(EXERCISE DESCRIPTION): Using the listing below, count every line that contains the word "struct"; respond with the count alone.

(DATA FOR ANALYSIS):

use std::time::{Duration, Instant};

use eframe::egui::{CentralPanel, Context, TextEdit};

use crate::api::RegisterRequest;
use crate::app::App;
use crate::app::screens::LoginScreen;
use crate::app::screens::login::auth_card;
use crate::app::state::{Screen, ScreenView};
use crate::config::constants::SIGNUP_REDIRECT_MS;
use crate::data::RemoteData;
use crate::ui::UI_TEXT;
use crate::ui::styles::{self, password_field};

#[derive(Default)]
pub struct SignupScreen {
    username: String,
    fullname: String,
    email: String,
    password: String,
    show_password: bool,
    error: Option<String>,
    success: Option<Instant>,
    pending: RemoteData<String>,
}

impl SignupScreen {
    fn submit(&mut self, app: &mut App) {
        self.error = None;
        let client = app.services.backend.client();
        let request = RegisterRequest {
            username: self.username.trim().to_string(),
            fullname: self.fullname.trim().to_string(),
            email: self.email.trim().to_string(),
            password: self.password.clone(),
        };
        self.pending = RemoteData::spawn(&app.services.backend, async move {
            client.register(&request).await
        });
    }

    fn fields_filled(&self) -> bool {
        !self.username.trim().is_empty()
            && !self.fullname.trim().is_empty()
            && !self.email.trim().is_empty()
            && !self.password.is_empty()
    }
}

impl ScreenView for SignupScreen {
    fn tick(&mut self, app: &mut App, ctx: &Context) -> Option<Screen> {
        self.pending.poll();
        if let Some(token) = self.pending.take_ready() {
            if let Err(err) = app.services.session.save(&token) {
                log::error!("Failed to persist session: {err:#}");
            }
            app.services.backend.client().set_token(token);
            self.success = Some(Instant::now());
        }
        if let Some(msg) = self.pending.take_failed() {
            self.error = Some(msg);
        }

        // Linger on the confirmation message, then hand over to the login
        // screen as the original flow does.
        if let Some(at) = self.success {
            if at.elapsed() >= Duration::from_millis(SIGNUP_REDIRECT_MS) {
                return Some(Screen::Login(LoginScreen::default()));
            }
        }

        let mut next = None;
        CentralPanel::default().show(ctx, |ui| {
            auth_card(ui, UI_TEXT.signup_tagline, |ui| {
                ui.add(
                    TextEdit::singleline(&mut self.username)
                        .hint_text(UI_TEXT.hint_username)
                        .desired_width(220.0),
                );
                ui.add_space(8.0);
                ui.add(
                    TextEdit::singleline(&mut self.fullname)
                        .hint_text(UI_TEXT.hint_fullname)
                        .desired_width(220.0),
                );
                ui.add_space(8.0);
                ui.add(
                    TextEdit::singleline(&mut self.email)
                        .hint_text(UI_TEXT.hint_email)
                        .desired_width(220.0),
                );
                ui.add_space(8.0);
                password_field(
                    ui,
                    &mut self.password,
                    &mut self.show_password,
                    UI_TEXT.hint_password,
                );
                ui.add_space(8.0);

                if let Some(error) = &self.error {
                    styles::error_text(ui, error);
                    ui.add_space(8.0);
                }
                if self.success.is_some() {
                    styles::success_text(ui, UI_TEXT.signup_success);
                    ui.add_space(8.0);
                }

                let busy = self.pending.is_loading() || self.success.is_some();
                let label = if self.pending.is_loading() {
                    UI_TEXT.btn_sign_up_busy
                } else {
                    UI_TEXT.btn_sign_up
                };
                if ui
                    .add_enabled(!busy && self.fields_filled(), eframe::egui::Button::new(label))
                    .clicked()
                {
                    self.submit(app);
                }

                ui.add_space(12.0);
                ui.horizontal(|ui| {
                    styles::field_label(ui, UI_TEXT.signup_has_account);
                    if ui.link(UI_TEXT.signup_login_link).clicked() {
                        next = Some(Screen::Login(LoginScreen::default()));
                    }
                });
            });
        });

        if self.pending.is_loading() || self.success.is_some() {
            ctx.request_repaint_after(Duration::from_millis(100));
        }
        next
    }
}
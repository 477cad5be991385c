/// Seed values for one simulated currency pair.
pub struct SeedPair {
    pub pair: &'static str,
    pub price: f64,
    pub change: f64,
    pub change_percent: f64,
}

pub struct TickerConfig {
    /// Pairs shown in the currency-pairs widget, with their starting values.
    pub seed_pairs: &'static [SeedPair],
    /// Each entry reschedules itself somewhere in this window after an update.
    pub min_interval_ms: u64,
    pub max_interval_ms: u64,
    /// Maximum single-step drift as a fraction of the current price.
    pub max_drift_pct: f64,
    /// Placeholder volume label; the widget has no market feed behind it.
    pub volume_label: &'static str,
}

pub const TICKER: TickerConfig = TickerConfig {
    seed_pairs: &[
        SeedPair { pair: "ADA/USD", price: 0.485, change: 0.0125, change_percent: 2.65 },
        SeedPair { pair: "SOL/USD", price: 98.75, change: 3.45, change_percent: 3.62 },
        SeedPair { pair: "XRP/USD", price: 0.6125, change: 0.005, change_percent: 0.81 },
        SeedPair { pair: "MATIC/USD", price: 0.895, change: 0.0275, change_percent: 3.17 },
    ],
    min_interval_ms: 1000,
    max_interval_ms: 3000,
    max_drift_pct: 0.005,
    volume_label: "24h Volume: 2.4B",
};
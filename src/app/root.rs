use std::mem;
use std::path::PathBuf;

use eframe::egui::{Context, SidePanel, TopBottomPanel, Visuals};
use eframe::Frame;

use crate::api::ApiClient;
use crate::app::screens::{
    ConnectScreen, DashboardScreen, HistoryScreen, LoginScreen, ProfileScreen, SubscribeScreen,
};
use crate::app::state::Screen;
use crate::config::{API, PERSISTENCE, constants};
use crate::data::Backend;
use crate::session::SessionStore;
use crate::ui::{NavTarget, SidebarAction, UI_CONFIG, render_sidebar};
use crate::Cli;

/// Everything the screens share: the background fetch machinery and the
/// durable session. Screens receive it through `&mut App` each tick.
pub(crate) struct Services {
    pub backend: Backend,
    pub session: SessionStore,
}

pub struct App {
    pub(crate) services: Services,
    pub(crate) sidebar_open: bool,
    screen: Screen,
}

impl App {
    pub(crate) fn new(cc: &eframe::CreationContext<'_>, args: Cli) -> Self {
        setup_custom_visuals(&cc.egui_ctx);

        let base_url = API.resolve_base_url(args.backend_url.as_deref());
        log::info!("Using backend at {base_url}");
        let client = ApiClient::new(base_url).expect("Failed to build HTTP client");

        let session = SessionStore::load(PathBuf::from(PERSISTENCE.session_path));
        if let Some(token) = session.get() {
            client.set_token(token);
        }

        let services = Services {
            backend: Backend::new(client),
            session,
        };

        // A surviving session skips the login screen; the backend will reject
        // the token on the first fetch if it went stale.
        let screen = if services.session.get().is_some() {
            Screen::Dashboard(DashboardScreen::new(&services.backend))
        } else {
            Screen::default()
        };

        Self {
            services,
            sidebar_open: false,
            screen,
        }
    }

    /// Sidebar + narrow-viewport top bar, shared by every authenticated
    /// screen. Returns the successor screen when the user navigates away or
    /// logs out.
    pub(crate) fn render_chrome(&mut self, ctx: &Context, active: NavTarget) -> Option<Screen> {
        let narrow = ctx.input(|i| i.screen_rect().width()) < constants::NARROW_BREAKPOINT;

        if narrow {
            TopBottomPanel::top("topbar")
                .frame(UI_CONFIG.top_panel_frame())
                .show(ctx, |ui| {
                    if ui.button("☰").clicked() {
                        self.sidebar_open = !self.sidebar_open;
                    }
                });
        }

        let mut action = None;
        if !narrow || self.sidebar_open {
            let inner = SidePanel::left("sidebar")
                .exact_width(UI_CONFIG.sidebar_width)
                .resizable(false)
                .frame(UI_CONFIG.side_panel_frame())
                .show(ctx, |ui| render_sidebar(ui, active));
            if let Some(a) = inner.inner {
                action = Some(a);
            }

            // Collapsed mode: a tap anywhere outside the open panel dismisses it.
            if narrow && ctx.input(|i| i.pointer.any_pressed()) {
                if let Some(pos) = ctx.input(|i| i.pointer.interact_pos()) {
                    if !inner.response.rect.contains(pos) {
                        self.sidebar_open = false;
                    }
                }
            }
        }

        match action {
            Some(SidebarAction::Navigate(target)) if target != active => {
                self.sidebar_open = false;
                Some(self.screen_for(target))
            }
            Some(SidebarAction::Logout) => Some(self.logout()),
            _ => None,
        }
    }

    pub(crate) fn screen_for(&self, target: NavTarget) -> Screen {
        let backend = &self.services.backend;
        match target {
            NavTarget::Dashboard => Screen::Dashboard(DashboardScreen::new(backend)),
            NavTarget::History => Screen::History(HistoryScreen::new(backend)),
            NavTarget::Subscribe => Screen::Subscribe(SubscribeScreen::new(backend)),
            NavTarget::Profile => Screen::Profile(ProfileScreen::new(backend)),
            NavTarget::Connect => Screen::Connect(ConnectScreen::new(backend)),
        }
    }

    pub(crate) fn logout(&mut self) -> Screen {
        if let Err(err) = self.services.session.clear() {
            log::error!("Failed to clear session: {err:#}");
        }
        self.services.backend.client().clear_token();
        Screen::Login(LoginScreen::default())
    }
}

impl eframe::App for App {
    fn update(&mut self, ctx: &Context, _frame: &mut Frame) {
        let current = mem::take(&mut self.screen);
        self.screen = current.tick(self, ctx);
    }
}

fn setup_custom_visuals(ctx: &Context) {
    let mut visuals = Visuals::dark();
    visuals.panel_fill = UI_CONFIG.colors.central_panel;
    visuals.window_fill = UI_CONFIG.colors.side_panel;
    visuals.widgets.noninteractive.fg_stroke.color = UI_CONFIG.colors.label;
    visuals.widgets.inactive.fg_stroke.color = UI_CONFIG.colors.label;
    visuals.widgets.hovered.fg_stroke.color = UI_CONFIG.colors.heading;
    visuals.widgets.active.fg_stroke.color = UI_CONFIG.colors.heading;
    ctx.set_visuals(visuals);
}
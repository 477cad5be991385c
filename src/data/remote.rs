use std::future::Future;
use std::mem;
use std::sync::mpsc::{Receiver, TryRecvError};

use crate::api::ApiError;
use crate::data::Backend;

/// The tri-state every fetch passes through. A screen owns one of these per
/// resource, calls `poll` once a frame, and renders from whatever state it is
/// in. Dropping it drops the channel; a late result dies with it.
pub enum RemoteData<T> {
    Idle,
    Loading(Receiver<Result<T, ApiError>>),
    Ready(T),
    Failed(String),
}

impl<T> Default for RemoteData<T> {
    fn default() -> Self {
        Self::Idle
    }
}

impl<T: Send + 'static> RemoteData<T> {
    pub fn spawn<F>(backend: &Backend, task: F) -> Self
    where
        F: Future<Output = Result<T, ApiError>> + Send + 'static,
    {
        Self::Loading(backend.fetch(task))
    }

    /// Non-blocking check for a finished fetch. Safe to call in any state.
    pub fn poll(&mut self) {
        if let Self::Loading(rx) = self {
            match rx.try_recv() {
                Ok(Ok(value)) => *self = Self::Ready(value),
                Ok(Err(err)) => *self = Self::Failed(err.to_string()),
                Err(TryRecvError::Empty) => {}
                Err(TryRecvError::Disconnected) => {
                    *self = Self::Failed("background task dropped".to_string());
                }
            }
        }
    }

    /// Like `poll`, but swallows a failure into `make_empty()` after logging,
    /// the policy for list fetches, where the user sees "no data" instead of
    /// an error banner.
    pub fn poll_or_empty(&mut self, what: &str, make_empty: impl FnOnce() -> T) {
        self.poll();
        if let Self::Failed(msg) = self {
            log::warn!("Failed to load {what}: {msg}");
            *self = Self::Ready(make_empty());
        }
    }
}

impl<T> RemoteData<T> {
    pub fn is_loading(&self) -> bool {
        matches!(self, Self::Loading(_))
    }

    pub fn ready(&self) -> Option<&T> {
        match self {
            Self::Ready(value) => Some(value),
            _ => None,
        }
    }

    pub fn failed(&self) -> Option<&str> {
        match self {
            Self::Failed(msg) => Some(msg),
            _ => None,
        }
    }

    /// Consumes a `Ready` value, leaving `Idle`. Used by one-shot writes.
    pub fn take_ready(&mut self) -> Option<T> {
        if matches!(self, Self::Ready(_)) {
            match mem::take(self) {
                Self::Ready(value) => Some(value),
                _ => unreachable!(),
            }
        } else {
            None
        }
    }

    /// Consumes a `Failed` message, leaving `Idle`.
    pub fn take_failed(&mut self) -> Option<String> {
        if matches!(self, Self::Failed(_)) {
            match mem::take(self) {
                Self::Failed(msg) => Some(msg),
                _ => unreachable!(),
            }
        } else {
            None
        }
    }
}

#[cfg(test)]
mod tests {
    use super::*;
    use std::sync::mpsc;

    #[test]
    fn poll_transitions_on_result() {
        let (tx, rx) = mpsc::channel();
        let mut data: RemoteData<Vec<u8>> = RemoteData::Loading(rx);
        data.poll();
        assert!(data.is_loading());

        tx.send(Ok(vec![1, 2, 3])).unwrap();
        data.poll();
        assert_eq!(data.ready(), Some(&vec![1, 2, 3]));
    }

    #[test]
    fn failed_list_fetch_becomes_empty() {
        let (tx, rx) = mpsc::channel();
        let mut data: RemoteData<Vec<u8>> = RemoteData::Loading(rx);
        tx.send(Err(crate::api::ApiError::Internal(
            "Failed to fetch trades".into(),
        )))
        .unwrap();
        data.poll_or_empty("trades", Vec::new);
        assert_eq!(data.ready(), Some(&Vec::new()));
    }

    #[test]
    fn dropped_sender_is_a_failure() {
        let (tx, rx) = mpsc::channel::<Result<u8, crate::api::ApiError>>();
        drop(tx);
        let mut data = RemoteData::Loading(rx);
        data.poll();
        assert!(data.failed().is_some());
    }
}
use std::time::{Duration, Instant};

use eframe::egui::{Button, CentralPanel, Context, RichText, TextEdit, Ui, Window};

use crate::app::App;
use crate::app::state::{Screen, ScreenView};
use crate::config::constants::{PAID_CONFIRMATION_MS, SUBSCRIPTION_PERIOD, SUBSCRIPTION_PRICE};
use crate::data::{Backend, RemoteData};
use crate::models::BankDetails;
use crate::ui::styles;
use crate::ui::{NavTarget, UI_CONFIG, UI_TEXT};

pub struct SubscribeScreen {
    bank: RemoteData<Option<BankDetails>>,
    modal_open: bool,
    paid_at: Option<Instant>,
}

impl SubscribeScreen {
    pub fn new(backend: &Backend) -> Self {
        let client = backend.client();
        let bank = RemoteData::spawn(backend, async move { client.bank_details().await });
        Self {
            bank,
            modal_open: false,
            paid_at: None,
        }
    }

    fn render_modal(&mut self, ctx: &Context) {
        let mut open = self.modal_open;
        Window::new(UI_TEXT.payment_title)
            .open(&mut open)
            .collapsible(false)
            .resizable(false)
            .anchor(eframe::egui::Align2::CENTER_CENTER, [0.0, 0.0])
            .show(ctx, |ui| {
                match self.bank.ready() {
                    Some(Some(bank)) => {
                        readonly_field(ui, UI_TEXT.label_account_name, &bank.account_name);
                        readonly_field(ui, UI_TEXT.label_account_number, &bank.account_number);
                        readonly_field(ui, UI_TEXT.label_bank_name, &bank.bank_name);
                    }
                    Some(None) => {
                        styles::field_label(ui, UI_TEXT.not_set);
                    }
                    None => {
                        styles::field_label(ui, UI_TEXT.loading);
                    }
                }
                ui.add_space(8.0);
                styles::field_label(ui, UI_TEXT.payment_hint);
                ui.add_space(8.0);

                if let Some(at) = self.paid_at {
                    styles::success_text(ui, UI_TEXT.paid_confirmation);
                    if at.elapsed() >= Duration::from_millis(PAID_CONFIRMATION_MS) {
                        self.modal_open = false;
                        self.paid_at = None;
                    }
                } else if ui.button(UI_TEXT.btn_paid).clicked() {
                    self.paid_at = Some(Instant::now());
                }
            });
        // The window's own close button cleared `open`.
        if self.modal_open && !open {
            self.modal_open = false;
            self.paid_at = None;
        }
    }
}

impl ScreenView for SubscribeScreen {
    fn tick(&mut self, app: &mut App, ctx: &Context) -> Option<Screen> {
        self.bank.poll_or_empty("bank details", || None);
        let next = app.render_chrome(ctx, NavTarget::Subscribe);

        CentralPanel::default().show(ctx, |ui| {
            ui.vertical_centered(|ui| {
                ui.add_space(ui.available_height() * 0.1);
                ui.set_max_width(380.0);
                UI_CONFIG.card_frame().show(ui, |ui| {
                    ui.label(styles::accent_heading(UI_TEXT.premium_title));
                    ui.add_space(4.0);
                    styles::field_label(ui, UI_TEXT.premium_pitch);
                    ui.add_space(12.0);
                    ui.horizontal(|ui| {
                        ui.label(
                            RichText::new(SUBSCRIPTION_PRICE)
                                .size(28.0)
                                .strong()
                                .color(UI_CONFIG.colors.heading),
                        );
                        styles::field_label(ui, SUBSCRIPTION_PERIOD);
                    });
                    ui.add_space(12.0);
                    if ui.add(Button::new(UI_TEXT.btn_subscribe)).clicked() {
                        self.modal_open = true;
                    }
                });
            });
        });

        if self.modal_open {
            self.render_modal(ctx);
        }

        if self.bank.is_loading() || self.paid_at.is_some() {
            ctx.request_repaint_after(Duration::from_millis(100));
        }
        next
    }
}

fn readonly_field(ui: &mut Ui, label: &str, value: &str) {
    styles::field_label(ui, label);
    ui.add_enabled(
        false,
        TextEdit::singleline(&mut value.to_string()).desired_width(240.0),
    );
    ui.add_space(4.0);
}
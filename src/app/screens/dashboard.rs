use std::time::{Duration, Instant};

use eframe::egui::{Align, CentralPanel, Context, Layout, RichText, ScrollArea, Ui};

use crate::app::App;
use crate::app::screens::HistoryScreen;
use crate::app::state::{Screen, ScreenView};
use crate::config::constants::PAGE_SIZE;
use crate::data::{Backend, RemoteData};
use crate::models::{Trade, TradeCredentials, UserProfile};
use crate::ui::styles::{self, masked_password};
use crate::ui::{
    NavTarget, Pager, TickerBoard, UI_CONFIG, UI_TEXT, pagination_controls, render_no_trades,
    render_trade_rows,
};

/// Everything the dashboard shows, loaded in one shot. If any leg fails the
/// whole load fails and the screen falls back to defaults.
#[derive(Default)]
pub struct DashboardData {
    pub credentials: TradeCredentials,
    pub trades: Vec<Trade>,
    pub profile: UserProfile,
}

pub struct DashboardScreen {
    data: RemoteData<DashboardData>,
    pager: Pager,
    ticker: TickerBoard,
}

impl DashboardScreen {
    pub fn new(backend: &Backend) -> Self {
        let client = backend.client();
        let data = RemoteData::spawn(backend, async move {
            let (credentials, trades, profile) =
                tokio::try_join!(client.trade_details(), client.trades(), client.profile())?;
            Ok(DashboardData {
                credentials,
                trades,
                profile,
            })
        });
        Self {
            data,
            pager: Pager::new(PAGE_SIZE),
            ticker: TickerBoard::new(),
        }
    }

    fn render_welcome(&self, ui: &mut Ui, data: &DashboardData) {
        UI_CONFIG.card_frame().show(ui, |ui| {
            ui.horizontal(|ui| {
                let username = if data.credentials.username.is_empty() {
                    UI_TEXT.fallback_username
                } else {
                    &data.credentials.username
                };
                ui.label(styles::heading(format!(
                    "{} {username}",
                    UI_TEXT.welcome_title
                )));
                ui.with_layout(Layout::right_to_left(Align::Center), |ui| {
                    styles::subscription_badge(ui, Some(data.profile.subscription_status));
                });
            });
            ui.add_space(8.0);

            let server = if data.credentials.trade_server.is_empty() {
                UI_TEXT.fallback_server
            } else {
                &data.credentials.trade_server
            };
            ui.horizontal(|ui| {
                styles::field_label(ui, UI_TEXT.label_trade_server);
                ui.label(RichText::new(server).color(UI_CONFIG.colors.label));
            });
            ui.horizontal(|ui| {
                styles::field_label(ui, UI_TEXT.label_password);
                ui.label(
                    RichText::new(masked_password(&data.credentials.password))
                        .color(UI_CONFIG.colors.label),
                );
            });
        });
    }
}

impl ScreenView for DashboardScreen {
    fn tick(&mut self, app: &mut App, ctx: &Context) -> Option<Screen> {
        self.data
            .poll_or_empty("dashboard data", DashboardData::default);
        let mut next = app.render_chrome(ctx, NavTarget::Dashboard);

        let now = Instant::now();
        self.ticker.update(now);

        CentralPanel::default().show(ctx, |ui| {
            ScrollArea::vertical().show(ui, |ui| {
                let loading = self.data.is_loading();
                let empty = DashboardData::default();
                let data = self.data.ready().unwrap_or(&empty);

                self.render_welcome(ui, data);
                ui.add_space(16.0);

                ui.horizontal(|ui| {
                    ui.label(styles::heading(UI_TEXT.trade_history_title));
                    ui.with_layout(Layout::right_to_left(Align::Center), |ui| {
                        if ui.link(UI_TEXT.view_all).clicked() && next.is_none() {
                            next = Some(Screen::History(HistoryScreen::new(
                                &app.services.backend,
                            )));
                        }
                    });
                });
                ui.add_space(4.0);

                let page = self.pager.slice(&data.trades);
                if page.is_empty() {
                    render_no_trades(ui, loading);
                } else {
                    render_trade_rows(ui, page);
                }
                pagination_controls(ui, &mut self.pager, data.trades.len());

                ui.add_space(16.0);
                self.ticker.render(ui);
            });
        });

        // Wake up for the next ticker deadline; cap the wait so pending
        // fetches keep getting polled.
        let wait = self.ticker.next_due_in(now).min(Duration::from_millis(250));
        ctx.request_repaint_after(wait);

        next
    }
}
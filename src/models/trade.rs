use serde::Deserialize;
use strum_macros::Display;

/// One historical trade as the backend reports it. Read-only on the client;
/// the server owns ordering.
#[derive(Debug, Clone, Deserialize, PartialEq)]
pub struct Trade {
    pub id: i64,
    pub pair: String,
    pub amount: String,
    #[serde(rename = "type")]
    pub direction: TradeDirection,
    pub percentage: String,
    pub status: String,
    pub timestamp: String,
}

#[derive(Debug, Clone, Copy, PartialEq, Eq, Deserialize, Display)]
#[strum(serialize_all = "UPPERCASE")]
pub enum TradeDirection {
    #[serde(rename = "BUY", alias = "Buy", alias = "buy")]
    Buy,
    #[serde(rename = "SELL", alias = "Sell", alias = "sell")]
    Sell,
}

impl TradeDirection {
    pub fn is_buy(&self) -> bool {
        matches!(self, Self::Buy)
    }
}

#[cfg(test)]
mod tests {
    use super::*;

    #[test]
    fn deserializes_backend_payload() {
        let json = r#"[
            {"id": 1, "pair": "BTC/USD", "amount": "0.5 BTC", "type": "BUY",
             "percentage": "+2.4%", "status": "Completed",
             "timestamp": "2025-11-02T09:15:00Z"},
            {"id": 2, "pair": "ETH/USD", "amount": "1.2 ETH", "type": "sell",
             "percentage": "-0.8%", "status": "Completed",
             "timestamp": "2025-11-03T14:40:00Z"}
        ]"#;
        let trades: Vec<Trade> = serde_json::from_str(json).unwrap();
        assert_eq!(trades.len(), 2);
        assert_eq!(trades[0].direction, TradeDirection::Buy);
        assert!(trades[0].direction.is_buy());
        assert_eq!(trades[1].direction, TradeDirection::Sell);
        assert_eq!(trades[1].pair, "ETH/USD");
    }

    #[test]
    fn direction_displays_uppercase() {
        assert_eq!(TradeDirection::Buy.to_string(), "BUY");
        assert_eq!(TradeDirection::Sell.to_string(), "SELL");
    }
}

(EXERCISE RESULT): 9